Trigonometric identities are equations that are true for all values of the involved variables where both sides of the equation are defined. These identities are foundational in solving trigonometric problems and proving relationships. One of the key identities related to our problem is the half-angle identity for cosine.

The general half-angle identity for cosine is \( \cos\left(\frac{x}{2}\right) = \pm \sqrt{\frac{1 + \cos x}{2}} \). This identity allows us to find the cosine of half an angle if we know the cosine of the angle itself. It's called a "half-angle" identity because it simplifies and splits the angle \(x\) in half, making it easier to handle.

In every problem, it's crucial to choose the correct sign, positive or negative, which depends on the range of the angle. This ensures the solution respects the values in the unit circle for the specific angle interval you are working with.

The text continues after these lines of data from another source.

use std::time::Duration;

use async_trait::async_trait;
use reqwest::Client;
use serde::Deserialize;
use serde_json::Value;
use tracing::{debug, warn};

use super::{http_client, read_json, JobSearcher, Outcome, ServiceError};
use crate::config::JobSearchConfig;
use crate::models::pipeline::JobListing;

const ENGINE: &str = "google_jobs";

/// `jobs_results` may be absent or `null` when a query yields nothing.
#[derive(Debug, Deserialize)]
struct SearchPayload {
    #[serde(default)]
    jobs_results: Option<Vec<JobListing>>,
    /// Set by the provider when a query yields nothing. Usually a string.
    #[serde(default)]
    error: Option<Value>,
}

/// SerpAPI Google Jobs client scoped to one fixed locale.
pub struct JobSearchClient {
    client: Client,
    config: JobSearchConfig,
}

impl JobSearchClient {
    pub fn new(config: JobSearchConfig, timeout: Duration) -> Result<Self, ServiceError> {
        Ok(Self {
            client: http_client(timeout)?,
            config,
        })
    }

    async fn fetch(&self, title: &str) -> Result<Vec<JobListing>, ServiceError> {
        let response = self
            .client
            .get(&self.config.url)
            .query(&[
                ("engine", ENGINE),
                ("api_key", self.config.api_key.as_str()),
                ("q", title),
                ("hl", self.config.language.as_str()),
                ("location", self.config.location.as_str()),
                ("google_domain", self.config.google_domain.as_str()),
                ("gl", self.config.country.as_str()),
            ])
            .send()
            .await?;

        let payload: SearchPayload = read_json(response).await?;
        let listings = payload.jobs_results.unwrap_or_default();
        if let Some(reason) = payload.error.filter(|_| listings.is_empty()) {
            debug!("No listings for '{title}': {reason}");
        }
        Ok(listings)
    }
}

#[async_trait]
impl JobSearcher for JobSearchClient {
    async fn search(&self, title: &str) -> Outcome<Vec<JobListing>> {
        match self.fetch(title).await {
            Ok(listings) => {
                debug!("Job search for '{title}' returned {} listings", listings.len());
                Outcome::Live(listings)
            }
            Err(e) => {
                warn!("Job search for '{title}' failed, returning no listings: {e}");
                Outcome::Fallback(Vec::new())
            }
        }
    }
}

The cosine function, one of the primary trigonometric functions, is defined as the ratio of the adjacent side to the hypotenuse in a right triangle. It can be written as \( \cos(\theta) \) where \( \theta \) is the angle. Cosine values vary between -1 and 1, and the function is periodic with a period of \(2\pi\).

The cosine function has several useful identities, like the half-angle identity used here, to simplify the process of calculating cosines at specific angles. In our problem, where we need to determine \( \cos\left(\frac{x}{2}\right) \), we start with knowing \( \cos x = \frac{1}{4} \). This small piece of information is powerful as it anchors our calculations to this known value, allowing us to develop further insights using familiar identities.

The relevance of \( \cos(\theta) \) in trigonometry reaches beyond triangles. It extends into wave functions, oscillations, and even into quantum mechanics, illustrating its versatility and pivotal role in mathematics.

Angle simplification is a technique used in trigonometry to reduce complex angles into simpler, more manageable forms. This often involves using identities that relate an angle to its half or double, like the half-angle identity we've used.

To simplify angles means to express them in a form that's easier to calculate or more convenient for further analysis. In the problem presented, we were given \( x \) within a certain interval and needed to find \( \cos\left(\frac{x}{2}\right) \). By utilizing the half-angle identity, the initial expression is transformed and simplified to a solvable form. This simplification is crucial in reducing computational complexity.

While calculating \( \cos x \) was straightforward based on the provided value, transforming it to \( \cos\left(\frac{x}{2}\right) \) required the application of algebraic steps like rationalizing the denominator, leading to the final simplified value. Thus, angle simplification isn't just about reducing the size of an angle; it's a gateway to discovering more about that angle's trigonometric properties.